Like all change, entering the fall is laced with both the anxious and the sweet. It pries warmed bones from complacent afternoons, and ushers in a world of sensation mums, and memories wafting on breezes at once familiar and completely new. The crisp air seems to fill our lungs with awareness of all that came before and what is yet to be. Assembling the layers of the past, we step forward into the present. As nature folds in anticipation of winter, the fall can symbolize inwardness and introspection.
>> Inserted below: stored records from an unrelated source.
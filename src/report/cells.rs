//! Table cell text for a report row.

use reqwest::StatusCode;

use crate::config::MOVED_STATUS_NAME;
use crate::probe::{HstsOutcome, RedirectOutcome, SiteReport};

/// Whether a cell reports a problem. Problem cells are red on the console.
#[derive(Debug, Clone, Copy, PartialEq, Eq)]
pub enum Tone {
    /// Nothing to flag
    Normal,
    /// Failed check or connection error
    Error,
}

/// Plain text of one cell plus its tone.
#[derive(Debug, Clone, PartialEq, Eq)]
pub struct Cell {
    /// Cell text without any markup
    pub text: String,
    /// How the console renders it
    pub tone: Tone,
}

impl Cell {
    fn normal(text: impl Into<String>) -> Self {
        Self {
            text: text.into(),
            tone: Tone::Normal,
        }
    }

    fn error(text: impl Into<String>) -> Self {
        Self {
            text: text.into(),
            tone: Tone::Error,
        }
    }
}

/// The three cells of a report row.
#[derive(Debug, Clone, PartialEq, Eq)]
pub struct RowCells {
    /// Hostname as configured
    pub url: String,
    /// Redirect probe result
    pub status: Cell,
    /// HSTS probe result
    pub hsts: Cell,
}

/// Builds the cells for one site.
pub fn row_cells(report: &SiteReport) -> RowCells {
    RowCells {
        url: report.hostname().to_string(),
        status: status_cell(report.redirect()),
        hsts: hsts_cell(report.hsts()),
    }
}

/// Cell for the `HTTP Status Code` column.
pub fn status_cell(outcome: &RedirectOutcome) -> Cell {
    match outcome {
        RedirectOutcome::ValidRedirect => {
            Cell::normal(format!("Valid response: \"{MOVED_STATUS_NAME}\""))
        }
        RedirectOutcome::InvalidRedirectTarget(location) => {
            Cell::error(format!("Invalid redirect: \"{location}\""))
        }
        RedirectOutcome::InvalidStatus(status) => {
            Cell::error(format!("Invalid response: \"{}\"", describe_status(*status)))
        }
        RedirectOutcome::ConnectionError => Cell::error("Connection error"),
    }
}

/// Cell for the `HSTS Value` column.
pub fn hsts_cell(outcome: &HstsOutcome) -> Cell {
    match outcome {
        HstsOutcome::Present(value) => Cell::normal(value.clone()),
        HstsOutcome::Absent => Cell::error("None"),
        HstsOutcome::ConnectionError => Cell::normal("N/A"),
    }
}

/// `404 Not Found`, or just the number for unregistered codes.
pub fn describe_status(status: StatusCode) -> String {
    match status.canonical_reason() {
        Some(reason) => format!("{} {}", status.as_u16(), reason),
        None => status.as_u16().to_string(),
    }
}

#[cfg(test)]
mod tests {
    use super::*;
    use crate::config::REPORT_LEGEND;

    #[test]
    fn test_valid_redirect_cells() {
        let report = SiteReport::new(
            "example.com",
            RedirectOutcome::ValidRedirect,
            HstsOutcome::Present("63072000".to_string()),
        );
        let cells = row_cells(&report);
        assert_eq!(cells.url, "example.com");
        assert_eq!(
            cells.status,
            Cell::normal("Valid response: \"Moved\"")
        );
        assert_eq!(cells.hsts, Cell::normal("63072000"));
    }

    #[test]
    fn test_invalid_cells_are_errors() {
        assert_eq!(
            status_cell(&RedirectOutcome::InvalidRedirectTarget(
                "https://www.example.com/".to_string()
            )),
            Cell::error("Invalid redirect: \"https://www.example.com/\"")
        );
        assert_eq!(
            status_cell(&RedirectOutcome::InvalidStatus(StatusCode::OK)),
            Cell::error("Invalid response: \"200 OK\"")
        );
        assert_eq!(hsts_cell(&HstsOutcome::Absent), Cell::error("None"));
    }

    #[test]
    fn test_connection_error_cells() {
        let cells = row_cells(&SiteReport::connection_error("down.example"));
        assert_eq!(cells.status, Cell::error("Connection error"));
        assert_eq!(cells.hsts, Cell::normal("N/A"));
    }

    #[test]
    fn test_valid_status_matches_legend() {
        let cell = status_cell(&RedirectOutcome::ValidRedirect);
        assert!(REPORT_LEGEND.contains(&format!("\"{MOVED_STATUS_NAME}\"")));
        assert!(cell.text.contains(&format!("\"{MOVED_STATUS_NAME}\"")));
    }

    #[test]
    fn test_describe_unregistered_status() {
        let status = StatusCode::from_u16(599).expect("valid code");
        assert_eq!(describe_status(status), "599");
    }
}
In creative terms, the "fall" inward is a time for reflection, a space to process a sort of refuge that ultimately leads to renewed creative motion. The fall season of the creative cycle guides us to rest, take stock, evaluate, and appreciate. It offers us permission to perfect, in repetition, what is yet to be mastered. When our intuition signals us, we stretch forward, once again, to test, learn, and keep building outwardly. From a place of contraction and repetition, we emerge, into expansion, again.
One message about the "fall" aspect of creating that I have discovered is that its anxious thresholds are not only normal, but essential. We waft inward, flow outward, back in, and back out. If we are accepting each stage, each movement in the present for what is rather than resisting it for what isn't we will enjoy more peace during the highs and the lows.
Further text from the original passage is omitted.